From this history, Grinker reaches the beneficial conclusion that both the clinical categorization of behavior and treatment of disability are driven by economic and institutional concerns that have little to do with the functional potential of the individual mind. He classifies these social biases as “stigma.” Having identified them, Grinker turns to the heartening work of documenting how a focus on functional potential benefits both the individual and society.

The concluding chapters of “Nobody’s Normal” build the case that destigmatizing social awkwardness and treatment creates new social opportunities. Even so little as conveying intelligence as an evolved trait, rather than a congenital one, liberates students to greater achievement.

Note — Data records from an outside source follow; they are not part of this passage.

#[async_trait]
impl Repository for SqliteRepository {
    async fn create_session(&self, session: &Session) -> slb_common::Result<()> {
        sqlx::query(
            "INSERT INTO sessions (id, agent, program, model, project_path, session_key, created_at, last_active_at, ended_at)
             VALUES (?, ?, ?, ?, ?, ?, ?, ?, ?)",
        )
        .bind(session.id.to_string())
        .bind(&session.agent)
        .bind(&session.program)
        .bind(&session.model)
        .bind(&session.project_path)
        .bind(&session.session_key)
        .bind(ts(session.created_at))
        .bind(ts(session.last_active_at))
        .bind(session.ended_at.map(ts))
        .execute(&self.pool)
        .await
        .map_err(Error::from)?;
        Ok(())
    }

    async fn get_session(&self, id: SessionId) -> slb_common::Result<Option<Session>> {
        let row = sqlx::query("SELECT * FROM sessions WHERE id = ?")
            .bind(id.to_string())
            .fetch_optional(&self.pool)
            .await
            .map_err(Error::from)?;
        row.as_ref()
            .map(session_from_row)
            .transpose()
            .map_err(Into::into)
    }

    async fn end_session(&self, id: SessionId) -> slb_common::Result<()> {
        sqlx::query("UPDATE sessions SET ended_at = ? WHERE id = ?")
            .bind(ts(Utc::now()))
            .bind(id.to_string())
            .execute(&self.pool)
            .await
            .map_err(Error::from)?;
        Ok(())
    }

    async fn list_active_sessions(&self, project_path: &str) -> slb_common::Result<Vec<Session>> {
        let rows = sqlx::query(
            "SELECT * FROM sessions WHERE project_path = ? AND ended_at IS NULL ORDER BY created_at",
        )
        .bind(project_path)
        .fetch_all(&self.pool)
        .await
        .map_err(Error::from)?;
        rows.iter()
            .map(session_from_row)
            .collect::<Result<Vec<_>>>()
            .map_err(Into::into)
    }

    async fn different_model_exists(
        &self,
        project_path: &str,
        excluding_model: &str,
    ) -> slb_common::Result<bool> {
        let row = sqlx::query(
            "SELECT COUNT(*) as c FROM sessions
             WHERE project_path = ? AND ended_at IS NULL AND model <> ?",
        )
        .bind(project_path)
        .bind(excluding_model)
        .fetch_one(&self.pool)
        .await
        .map_err(Error::from)?;
        Ok(row.get::<i64, _>("c") > 0)
    }

    async fn create_request(&self, r: &Request) -> slb_common::Result<()> {
        let argv = r
            .command
            .argv
            .as_ref()
            .map(|v| serde_json::to_string(v))
            .transpose()
            .map_err(|e| Error::Message(format!("command_argv encode: {e}")))?;

        sqlx::query(
            "INSERT INTO requests (
                id, project_path, requestor_session_id, requestor_agent, requestor_model,
                risk_tier, min_approvals, require_different_model,
                command_raw, command_argv, command_cwd, command_shell,
                command_display_redacted, command_contains_sensitive, command_hash,
                justification_reason, justification_expected_effect, justification_goal,
                justification_safety_argument, status, created_at, expires_at,
                approval_expires_at, resolved_at, rollback_path
             ) VALUES (?, ?, ?, ?, ?, ?, ?, ?, ?, ?, ?, ?, ?, ?, ?, ?, ?, ?, ?, ?, ?, ?, ?, ?, ?)",
        )
        .bind(r.id.to_string())
        .bind(&r.project_path)
        .bind(r.requestor_session_id.to_string())
        .bind(&r.requestor_agent)
        .bind(&r.requestor_model)
        .bind(r.risk_tier.as_str())
        .bind(r.min_approvals as i64)
        .bind(r.require_different_model as i64)
        .bind(&r.command.raw)
        .bind(argv)
        .bind(&r.command.cwd)
        .bind(r.command.shell as i64)
        .bind(&r.command.display_redacted)
        .bind(r.command.contains_sensitive as i64)
        .bind(&r.command.hash)
        .bind(&r.justification.reason)
        .bind(&r.justification.expected_effect)
        .bind(&r.justification.goal)
        .bind(&r.justification.safety_argument)
        .bind(r.status.as_str())
        .bind(ts(r.created_at))
        .bind(ts(r.expires_at))
        .bind(r.approval_expires_at.map(ts))
        .bind(r.resolved_at.map(ts))
        .bind(&r.rollback_path)
        .execute(&self.pool)
        .await
        .map_err(Error::from)?;
        Ok(())
    }

    async fn get_request(&self, id: RequestId) -> slb_common::Result<Option<Request>> {
        let row = sqlx::query("SELECT * FROM requests WHERE id = ?")
            .bind(id.to_string())
            .fetch_optional(&self.pool)
            .await
            .map_err(Error::from)?;
        row.as_ref()
            .map(request_from_row)
            .transpose()
            .map_err(Into::into)
    }

    async fn list_pending_requests(&self, project_path: &str) -> slb_common::Result<Vec<Request>> {
        let rows = sqlx::query(
            "SELECT * FROM requests WHERE project_path = ? AND status = 'pending' ORDER BY created_at",
        )
        .bind(project_path)
        .fetch_all(&self.pool)
        .await
        .map_err(Error::from)?;
        rows.iter()
            .map(request_from_row)
            .collect::<Result<Vec<_>>>()
            .map_err(Into::into)
    }

    async fn list_pending_requiring_different_model(&self) -> slb_common::Result<Vec<Request>> {
        let rows = sqlx::query(
            "SELECT * FROM requests WHERE status = 'pending' AND require_different_model = 1 ORDER BY created_at",
        )
        .fetch_all(&self.pool)
        .await
        .map_err(Error::from)?;
        rows.iter()
            .map(request_from_row)
            .collect::<Result<Vec<_>>>()
            .map_err(Into::into)
    }

    async fn update_status(
        &self,
        id: RequestId,
        expected: RequestStatus,
        new: RequestStatus,
        resolved_at: Option<DateTime<Utc>>,
        approval_expires_at: Option<DateTime<Utc>>,
    ) -> slb_common::Result<bool> {
        let result = sqlx::query(
            "UPDATE requests SET status = ?, resolved_at = ?, approval_expires_at = COALESCE(?, approval_expires_at)
             WHERE id = ? AND status = ?",
        )
        .bind(new.as_str())
        .bind(resolved_at.map(ts))
        .bind(approval_expires_at.map(ts))
        .bind(id.to_string())
        .bind(expected.as_str())
        .execute(&self.pool)
        .await
        .map_err(Error::from)?;
        Ok(result.rows_affected() > 0)
    }

    async fn update_execution(&self, id: RequestId, execution: &Execution) -> slb_common::Result<()> {
        sqlx::query(
            "UPDATE requests SET
                execution_executed_at = ?,
                execution_executed_by_session_id = ?,
                execution_executed_by_agent = ?,
                execution_executed_by_model = ?,
                execution_log_path = ?,
                execution_exit_code = ?,
                execution_duration_ms = ?
             WHERE id = ?",
        )
        .bind(ts(execution.executed_at))
        .bind(execution.executed_by_session_id.to_string())
        .bind(&execution.executed_by_agent)
        .bind(&execution.executed_by_model)
        .bind(&execution.log_path)
        .bind(execution.exit_code.map(i64::from))
        .bind(execution.duration_ms)
        .bind(id.to_string())
        .execute(&self.pool)
        .await
        .map_err(Error::from)?;
        Ok(())
    }

    async fn set_rollback_path(&self, id: RequestId, path: &str) -> slb_common::Result<()> {
        sqlx::query("UPDATE requests SET rollback_path = ? WHERE id = ?")
            .bind(path)
            .bind(id.to_string())
            .execute(&self.pool)
            .await
            .map_err(Error::from)?;
        Ok(())
    }

    async fn has_reviewer_reviewed(
        &self,
        request_id: RequestId,
        session_id: SessionId,
    ) -> slb_common::Result<bool> {
        let row = sqlx::query(
            "SELECT COUNT(*) as c FROM reviews WHERE request_id = ? AND reviewer_session_id = ?",
        )
        .bind(request_id.to_string())
        .bind(session_id.to_string())
        .fetch_one(&self.pool)
        .await
        .map_err(Error::from)?;
        Ok(row.get::<i64, _>("c") > 0)
    }

    async fn list_reviews_for_request(&self, request_id: RequestId) -> slb_common::Result<Vec<Review>> {
        let rows = sqlx::query("SELECT * FROM reviews WHERE request_id = ? ORDER BY created_at")
            .bind(request_id.to_string())
            .fetch_all(&self.pool)
            .await
            .map_err(Error::from)?;
        rows.iter()
            .map(review_from_row)
            .collect::<Result<Vec<_>>>()
            .map_err(Into::into)
    }

    async fn count_by_decision(&self, request_id: RequestId) -> slb_common::Result<(u32, u32)> {
        count_by_decision_tx(&self.pool, request_id).await.map_err(Into::into)
    }

    async fn try_submit_review(
        &self,
        review: &Review,
        expected_status: RequestStatus,
        min_approvals: u32,
        decide: DecideFn,
    ) -> slb_common::Result<SubmitReviewOutcome> {
        let mut tx = self.pool.begin().await.map_err(Error::from)?;

        let dup: i64 = sqlx::query(
            "SELECT COUNT(*) as c FROM reviews WHERE request_id = ? AND reviewer_session_id = ?",
        )
        .bind(review.request_id.to_string())
        .bind(review.reviewer_session_id.to_string())
        .fetch_one(&mut *tx)
        .await
        .map_err(Error::from)?
        .get("c");
        if dup > 0 {
            tx.rollback().await.map_err(Error::from)?;
            return Ok(SubmitReviewOutcome::AlreadyReviewed);
        }

        sqlx::query(
            "INSERT INTO reviews (id, request_id, reviewer_session_id, reviewer_agent, reviewer_model, decision, comments, signature, signature_timestamp, created_at)
             VALUES (?, ?, ?, ?, ?, ?, ?, ?, ?, ?)",
        )
        .bind(review.id.to_string())
        .bind(review.request_id.to_string())
        .bind(review.reviewer_session_id.to_string())
        .bind(&review.reviewer_agent)
        .bind(&review.reviewer_model)
        .bind(review.decision.as_str())
        .bind(&review.comments)
        .bind(&review.signature)
        .bind(ts(review.signature_timestamp))
        .bind(ts(review.created_at))
        .execute(&mut *tx)
        .await
        .map_err(Error::from)?;

        let (approvals, rejections) = count_by_decision_tx(&mut *tx, review.request_id)
            .await
            .map_err(Error::from)?;

        let new_status = decide(approvals, rejections, min_approvals);

        let outcome = match new_status {
            None => SubmitReviewOutcome::Recorded {
                approvals,
                rejections,
                new_status: None,
            },
            Some(ns) => {
                let result = sqlx::query(
                    "UPDATE requests SET status = ?, resolved_at = ?, approval_expires_at = COALESCE(?, approval_expires_at)
                     WHERE id = ? AND status = ?",
                )
                .bind(ns.as_str())
                .bind(ns.is_terminal().then(Utc::now).map(ts))
                .bind(None::<String>)
                .bind(review.request_id.to_string())
                .bind(expected_status.as_str())
                .execute(&mut *tx)
                .await
                .map_err(Error::from)?;

                if result.rows_affected() == 0 {
                    SubmitReviewOutcome::CasConflict {
                        approvals,
                        rejections,
                    }
                } else {
                    SubmitReviewOutcome::Recorded {
                        approvals,
                        rejections,
                        new_status: Some(ns),
                    }
                }
            },
        };

        tx.commit().await.map_err(Error::from)?;
        Ok(outcome)
    }
}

Concerning treatment, Grinker promotes electroshock therapy, which he argues has evolved beyond the crude forms that traumatized viewers of “One Flew Over the Cuckoo’s Nest.” And he conveys the benefits of cultivating work for those whose expectations have been humbled by social rejection. In the case of autism, the high-tech and financial industries now curate positions for this population, valued for their powers of concentration – and emotional immunities that mitigate against burnout.

My critique of Grinker’s program is muted. I agree whole-heartedly with the proposition that sufferers of mental disease should be encouraged to believe in their natural healing powers. Indeed, as a hypnotherapist, my professional obligation is to protect the subconscious from attack under the prevailing science that holds a cry for relief as justification for chemical assault. As a mystic, however, I am concerned that Grinker does not appreciate the spiritual consequences of electroshock therapy – consequences hinted at by the side effect of memory loss. Grinker’s enthusiasm for the tech industry might also be more muted if he – as I have – witnessed his highly functional children squeezed out of creative opportunities because they enjoy collaboration. I am concerned that the logic of the industry, in cultivated the autistic, may be exploitative, rather than enlightened.

Finally, Grinker’s ambition for social accommodation – while economically feasible through whole-sale reallocation of military expenditures as evidence in Costa Rica – is a crushing burden for families currently living at the low end of America’s income scale. His failure to elaborate those realities is a gaping omission.

These criticisms should not detract from the excellence of Grinker’s examination of the history of stigma that prevents many sufferers from finding productive treatment. This book should be read by all mental wellness professionals.